▶ **Your task**
Copy out exactly the lines below that run from the one holding "fn frame_step(&mut self, vars: &mut" to the one holding "vars.movie_flag = self.movie_active()", keeping both of those lines and no others.

*** Opening Data ***

//! The engine-side host: wires the collaborator state structs, the resource
//! directory and the save bank into the single value the interpreter talks to.

pub mod anim;
pub mod mixer;
pub mod palette;
pub mod screen;
pub mod walkmap;

use std::time::{Duration, Instant};

use anyhow::Result;

use karst_script::{Animator, GameVars, Host, Mixer, Palette, Screen, Walkmap};

use crate::resources::DirResources;
use crate::saves::DirSaves;

use anim::AnimChannels;
use mixer::MixerState;
use palette::PaletteRam;
use screen::ScreenState;
use walkmap::SegmentMap;

pub struct EngineHost {
    resources: DirResources,
    saves: DirSaves,
    screen: ScreenState,
    palette: PaletteRam,
    mixer: MixerState,
    walkmap: SegmentMap,
    anim: AnimChannels,
    movie: Option<u16>,
    quit: bool,
    epoch: Instant,
    frame_interval: Duration,
    last_frame: Instant,
}

impl EngineHost {
    pub fn new(resources: DirResources, saves: DirSaves, frame_interval_ms: u64) -> Self {
        let now = Instant::now();
        Self {
            resources,
            saves,
            screen: ScreenState::new(),
            palette: PaletteRam::new(),
            mixer: MixerState::new(),
            walkmap: SegmentMap::new(),
            anim: AnimChannels::new(),
            movie: None,
            quit: false,
            epoch: now,
            frame_interval: Duration::from_millis(frame_interval_ms.max(1)),
            last_frame: now,
        }
    }

    /// Ask the driver loop to wind down at the next iteration.
    pub fn request_quit(&mut self) {
        self.quit = true;
    }

    pub fn screen_state(&self) -> &ScreenState {
        &self.screen
    }

    pub fn palette_ram(&self) -> &PaletteRam {
        &self.palette
    }

    pub fn mixer_state(&self) -> &MixerState {
        &self.mixer
    }

    pub fn segment_map(&mut self) -> &mut SegmentMap {
        &mut self.walkmap
    }

    pub fn anim_channels(&self) -> &AnimChannels {
        &self.anim
    }
}

impl Host for EngineHost {
    fn screen(&mut self) -> &mut dyn Screen {
        &mut self.screen
    }

    fn palette(&mut self) -> &mut dyn Palette {
        &mut self.palette
    }

    fn mixer(&mut self) -> &mut dyn Mixer {
        &mut self.mixer
    }

    fn walkmap(&mut self) -> &mut dyn Walkmap {
        &mut self.walkmap
    }

    fn animator(&mut self) -> &mut dyn Animator {
        &mut self.anim
    }

    fn script_bytes(&mut self, res: u16) -> Result<Vec<u8>> {
        self.resources.read(res)
    }

    fn save_write(&mut self, slot: u8, bytes: &[u8]) -> Result<()> {
        self.saves.write(slot, bytes)
    }

    fn save_read(&mut self, slot: u8) -> Result<Vec<u8>> {
        self.saves.read(slot)
    }

    fn movie_start(&mut self, res: u16) {
        log::info!("movie {res} starts");
        self.movie = Some(res);
    }

    fn movie_stop(&mut self) {
        if let Some(res) = self.movie.take() {
            log::info!("movie {res} stops");
        }
    }

    fn movie_active(&self) -> bool {
        self.movie.is_some()
    }

    fn quit_requested(&self) -> bool {
        self.quit
    }

    fn ticks_ms(&self) -> u64 {
        self.epoch.elapsed().as_millis() as u64
    }

    /// Present one frame: sleep out the remainder of the cadence, then run
    /// the per-frame bookkeeping (tick counters, movie flag, animations).
    fn frame_step(&mut self, vars: &mut GameVars) -> Result<()> {
        let elapsed = self.last_frame.elapsed();
        if elapsed < self.frame_interval {
            std::thread::sleep(self.frame_interval - elapsed);
        }
        self.last_frame = Instant::now();

        vars.frame_tick();
        vars.movie_flag = self.movie_active() as u8;
        self.anim.tick();
        Ok(())
    }
}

*** Closing Data ***

▶ **Expected answer**
    fn frame_step(&mut self, vars: &mut GameVars) -> Result<()> {
        let elapsed = self.last_frame.elapsed();
        if elapsed < self.frame_interval {
            std::thread::sleep(self.frame_interval - elapsed);
        }
        self.last_frame = Instant::now();

        vars.frame_tick();
        vars.movie_flag = self.movie_active() as u8;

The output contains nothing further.